Bio
I am a sociologist, educator and writer, currently a Freigeist (“Free Spirit”) Fellow/Assistant Professor at the Max Weber Institute of Sociology, University of Heidelberg and a Senior Fellow at the Yale University Center for Cultural Sociology. I further run Inscribing Plurality, as a Landecker Democracy Fellow, which brings emerging Jewish and Muslim writers together with the aim of pluralising discourse and am co-editor of the journal Patterns of Prejudice, dedicated to understanding the motivations for, and potential solutions for discrimination.
I received my PhD in Sociology from Yale University in 2018, my master’s degree in Forced Migration and Refugee Studies from Oxford University in 2007, and my BA in Sociology and a College Scholar (focusing on the effects of trauma on culture in the context of forced migration).

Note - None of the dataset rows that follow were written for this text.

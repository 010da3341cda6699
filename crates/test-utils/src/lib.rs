//! Shared test utilities for the harvester workspace.
//!
//! This crate provides common testing infrastructure including:
//! - Atom feed builders that mimic the granule search service
//! - Dataset configuration fixtures
//! - Temporary target/scratch directory layouts
//!
//! # Usage
//!
//! Add to your crate's `Cargo.toml`:
//!
//! ```toml
//! [dev-dependencies]
//! test-utils = { path = "../test-utils" }
//! ```
//!
//! Then import in your tests:
//!
//! ```ignore
//! use test_utils::{AtomFeed, DatasetFixture, HarvestDirs};
//! ```

pub mod feeds;
pub mod fixtures;
pub mod paths;

// Re-export commonly used items at the crate root
pub use feeds::*;
pub use fixtures::*;
pub use paths::*;

/// Assert that a JSON document field holds the expected value.
///
/// # Usage
///
/// ```ignore
/// use test_utils::assert_field;
///
/// assert_field!(doc, "status_s", json!("harvested"));
/// ```
#[macro_export]
macro_rules! assert_field {
    ($doc:expr, $field:expr, $expected:expr) => {{
        let actual = $doc.get($field);
        let expected = $expected;
        if actual != Some(&expected) {
            panic!(
                "assertion failed: field `{}`\n  actual: `{:?}`,\n expected: `{:?}`",
                $field, actual, expected
            );
        }
    }};
}

#[cfg(test)]
mod tests {
    use std::collections::HashMap;

    #[test]
    fn test_assert_field_passes() {
        let doc: HashMap<&str, i32> = HashMap::from([("a", 1)]);
        assert_field!(doc, "a", 1);
    }

    #[test]
    #[should_panic(expected = "assertion failed")]
    fn test_assert_field_fails() {
        let doc: HashMap<&str, i32> = HashMap::from([("a", 1)]);
        assert_field!(doc, "a", 2);
    }
}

My work focuses on the experiences of Muslims and Jews in Europe and United States, as well as Muslim-Jewish relations. I currently collaborate with schools and universities on combatting Islamophobia and anti-semitism.
As the principle investigator for the Muslims for American Progress New York City Project, I have actively worked to confront and dismantle stereotypes about Muslims in the United States. You can see a video from my presentation at the Brooklyn Historical Institute on C-SPAN here.
In my Freigeist project “Invisible Architects: Jews, Muslims, and the Construction of Europe,” I highlight how Jews and Muslims have contributed to the formation of European societies.
I write books and articles for newspapers, magazines and academic outlets. I am author of Mosques in the Metropolis: Incivility, Caste ,and Contention in Europe (University of Chicago Press).I am currently writing a literary non-fiction book Passages: The Moving Lives of Jewish Berlin, represented by Jessica Craig Literary. The first piece of this project, “Walking with Walter Benjamin: The Jewish Lives and Afterlives of “the City god,” Berlin” was published in the literary magazine The New England Review.
I further write for mainstream outlets on issues related to religious diversity, including publications with The Washington Post, Frankfurter Allgemeine Zeitung, Religion and Politics, Tablet Magazine, The Forward, Kveller, Global Dialogue, and A Beautiful Perspective, and was a 2021 journalism fellow at Tablet Magazine.